WASHINGTON While retired Army Gen. Michael Flynns abdication from the White House brings fresh scrutiny to President Donald Trumps relationship with Russia, it also has an effect on other nations.

Specifically, all of them.

Thats because, with Flynns departure as leader of the National Security Council, Trumps inner circle has lost the only person with any experience in foreign affairs. The loss sets an exclamation point on whats already been a bumpy foreign policy rollout.

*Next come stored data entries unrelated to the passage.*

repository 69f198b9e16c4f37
pub mod commands;
pub mod handlers;
pub mod output;
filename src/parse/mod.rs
pub mod outline_parser;
pub mod outline_serializer;
pub mod tags;

pub use outline_parser::{parse_outline, split_indented};
pub use outline_serializer::{serialize_lines, serialize_outline};
pub use tags::{append_tag, scan_tags, strip_tag};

There is this incredible vacuum at the top, and, as everybody knows, a very demoralized NSC staff, said Eliot Cohen, a former top State Department official and NSC participant under President George W. Bush. Hopefully this gets fixed quickly. Before theres a real crisis.

Among those Trump listens to most, daughter Ivanka has worked in the family business and marketed a line of clothing. Son-in-law Jared Kushner was in New York real estate. Chief strategist Steve Bannon was an investment banker and most recently operated a right-wing, white nationalist-friendly website. And Chief of Staff Reince Priebus chaired the Republican National Committee.

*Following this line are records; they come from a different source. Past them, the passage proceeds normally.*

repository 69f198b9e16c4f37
use crate::model::line::LineId;

use super::undo::Action;
use super::{Caret, Document};

impl Document {
    /// Fold or unfold one line. Lines without children have nothing to fold.
    ///
    /// Folding a line that hides the caret moves focus onto the line.
    pub fn set_folded(&mut self, line: LineId, folded: bool) {
        if !self.is_editable(line) {
            return;
        }
        let outline = &self.state.outline;
        if outline.count(line) == 0 || outline.is_folded(line) == folded {
            return;
        }
        let hides_focus = folded
            && self
                .state
                .focused_line()
                .is_some_and(|focused| outline.is_ancestor(line, focused));

        self.start_chain();
        self.run(Action::SetFold {
            line,
            old: !folded,
            new: folded,
        });
        if hides_focus {
            self.run_focus(Some(Caret::new(line, 0)));
        }
        self.end_chain();
    }

    /// Ctrl+Enter on the focused line
    pub fn toggle_fold(&mut self) {
        let Some(line) = self.state.focused_line() else {
            return;
        };
        let folded = self.state.outline.is_folded(line);
        self.set_folded(line, !folded);
    }

    /// Fold every line with children, or unfold everything when the
    /// document is already folded. One undo step either way.
    pub fn toggle_fold_all(&mut self) {
        self.state.selection.clear(true);
        self.start_chain();
        if self.state.all_folded {
            self.unfold_all();
        } else {
            self.fold_all();
        }
        self.end_chain();
    }

    fn unfold_all(&mut self) {
        let mut cursor = self.state.outline.first_line();
        while let Some(line) = cursor {
            if self.state.outline.is_folded(line) && self.state.outline.count(line) > 0 {
                self.run(Action::SetFold {
                    line,
                    old: true,
                    new: false,
                });
            }
            // Unfolded children come next in visible order
            cursor = self.state.outline.next_visible(line);
        }
        self.run(Action::SetAllFolded {
            old: true,
            new: false,
        });
        log::debug!("unfolded all lines");
    }

    fn fold_all(&mut self) {
        let outline = &self.state.outline;
        let mut targets = Vec::new();
        let mut cursor = Some(outline.last_visible(outline.root())).filter(|&l| l != outline.root());
        while let Some(line) = cursor {
            if outline.count(line) > 0 && !outline.is_folded(line) {
                targets.push(line);
            }
            cursor = outline.prev_visible(line);
        }
        let count = targets.len();
        for line in targets {
            self.run(Action::SetFold {
                line,
                old: false,
                new: true,
            });
        }
        self.run(Action::SetAllFolded {
            old: false,
            new: true,
        });

        if let Some(caret) = self.state.focus {
            if let Some(top) = self.topmost_folded_ancestor(caret.line) {
                self.run_focus(Some(Caret::new(top, 0)));
            }
        }
        log::debug!("folded {} line(s)", count);
    }

    fn topmost_folded_ancestor(&self, line: LineId) -> Option<LineId> {
        let outline = &self.state.outline;
        let root = outline.root();
        let mut found = None;
        let mut cursor = outline.parent(line);
        while let Some(ancestor) = cursor {
            if ancestor == root {
                break;
            }
            if outline.is_folded(ancestor) {
                found = Some(ancestor);
            }
            cursor = outline.parent(ancestor);
        }
        found
    }
}

#[cfg(test)]
mod tests {
    use super::*;
    use crate::model::config::EditorConfig;
    use pretty_assertions::assert_eq;

    fn doc(source: &str) -> Document {
        Document::from_text(source, "doc", EditorConfig::default())
    }

    fn id(doc: &Document, text: &str) -> LineId {
        doc.outline()
            .descendants(doc.outline().root())
            .find(|&id| doc.outline().text(id) == text)
            .unwrap()
    }

    fn visible(doc: &Document) -> Vec<&str> {
        doc.outline()
            .visible_lines()
            .map(|id| doc.outline().text(id))
            .collect()
    }

    #[test]
    fn fold_hides_children_and_undoes() {
        let mut d = doc("a\n\tb\nc\n");
        let a = id(&d, "a");
        d.set_folded(a, true);
        assert_eq!(visible(&d), vec!["a", "c"]);
        assert!(d.undo());
        assert_eq!(visible(&d), vec!["a", "b", "c"]);
        assert!(d.redo());
        assert!(d.outline().is_folded(a));
    }

    #[test]
    fn fold_leaf_is_noop() {
        let mut d = doc("a\nb\n");
        let a = id(&d, "a");
        d.set_folded(a, true);
        assert!(!d.outline().is_folded(a));
        assert!(!d.can_undo());
    }

    #[test]
    fn folding_over_caret_moves_focus() {
        let mut d = doc("a\n\tb\n");
        let (a, b) = (id(&d, "a"), id(&d, "b"));
        d.focus_line(b, 1);
        d.set_folded(a, true);
        assert_eq!(d.focus(), Some(Caret::new(a, 0)));
        d.undo();
        assert_eq!(d.focus(), Some(Caret::new(b, 1)));
    }

    #[test]
    fn toggle_fold_on_focused_line() {
        let mut d = doc("a\n\tb\n");
        let a = id(&d, "a");
        d.focus_line(a, 0);
        d.toggle_fold();
        assert!(d.outline().is_folded(a));
        d.toggle_fold();
        assert!(!d.outline().is_folded(a));
    }

    #[test]
    fn fold_all_then_unfold_all() {
        let mut d = doc("a\n\tb\n\t\tc\nd\n\te\nf\n");
        let c = id(&d, "c");
        d.focus_line(c, 0);
        d.toggle_fold_all();
        assert!(d.is_all_folded());
        assert_eq!(visible(&d), vec!["a", "d", "f"]);
        assert!(d.outline().is_folded(id(&d, "b")));
        assert_eq!(d.focused_line(), Some(id(&d, "a")));

        d.toggle_fold_all();
        assert!(!d.is_all_folded());
        assert_eq!(visible(&d), vec!["a", "b", "c", "d", "e", "f"]);
    }

    #[test]
    fn fold_all_is_one_undo_step() {
        let mut d = doc("a\n\tb\n\t\tc\nd\n\te\n");
        d.toggle_fold_all();
        assert!(d.undo());
        assert!(!d.is_all_folded());
        assert_eq!(visible(&d), vec!["a", "b", "c", "d", "e"]);
        assert!(!d.can_undo());
    }

    #[test]
    fn unfold_all_opens_nested_folds() {
        let mut d = doc("a\n\tb\n\t\tc\n");
        let (a, b) = (id(&d, "a"), id(&d, "b"));
        d.set_folded(b, true);
        d.set_folded(a, true);
        d.toggle_fold_all();
        d.toggle_fold_all();
        assert_eq!(visible(&d), vec!["a", "b", "c"]);
    }
}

Only Flynn had some foreign policy experience, and even that was relatively narrow, as an Army intelligence officer and then director of the Defense Intelligence Agency.

Im afraid that is this going to entail an even more extended transition period, said Douglas Lute, former diplomat to NATO under President obama and a deputy national security consultant under Bush. Rather than moving forward, were actually taking a step backward.

This lack of expertise has already manifested itself with an administration that has sent numerous contradictory messages to the world in its less than four weeks in office.

Trump dedicated few specifics about foreign affairs during the campaign, instead offering general promises about getting tougher with the self-described Islamic State, rewriting or withdrawing from what he called unfair trade agreements, and get along better with Russia.

During his transition and first weeks of his presidency, though, Trump has mapped out a foreign policy that appears to head in many directions at once.

He first said he may use the decades-old One China policy which accepts Chinas view that Taiwan is a breakaway province as a bargaining chip in negotiations on other issues. Then he told Chinas president in a phone call that he accepts the One China policy.

He said he would move the U.S. embassy in Israel from Tel Aviv to Jerusalem immediately, and signaled he was okay with Israel building more settlements in occupied Palestinian territory. Subsequently, his government has taken a slower approach to the embassy move and issued a statement saying that settlements are not helpful in the search for a long-term peace solution.

Trump has called the North Atlantic Treaty Organization obsolete and said the United States was being taken advantage of by other member states. But Trumps defense secretary and his secretary of state both have strongly committed to NATO.

Apart from contradictory statements have been the just plain weird ones.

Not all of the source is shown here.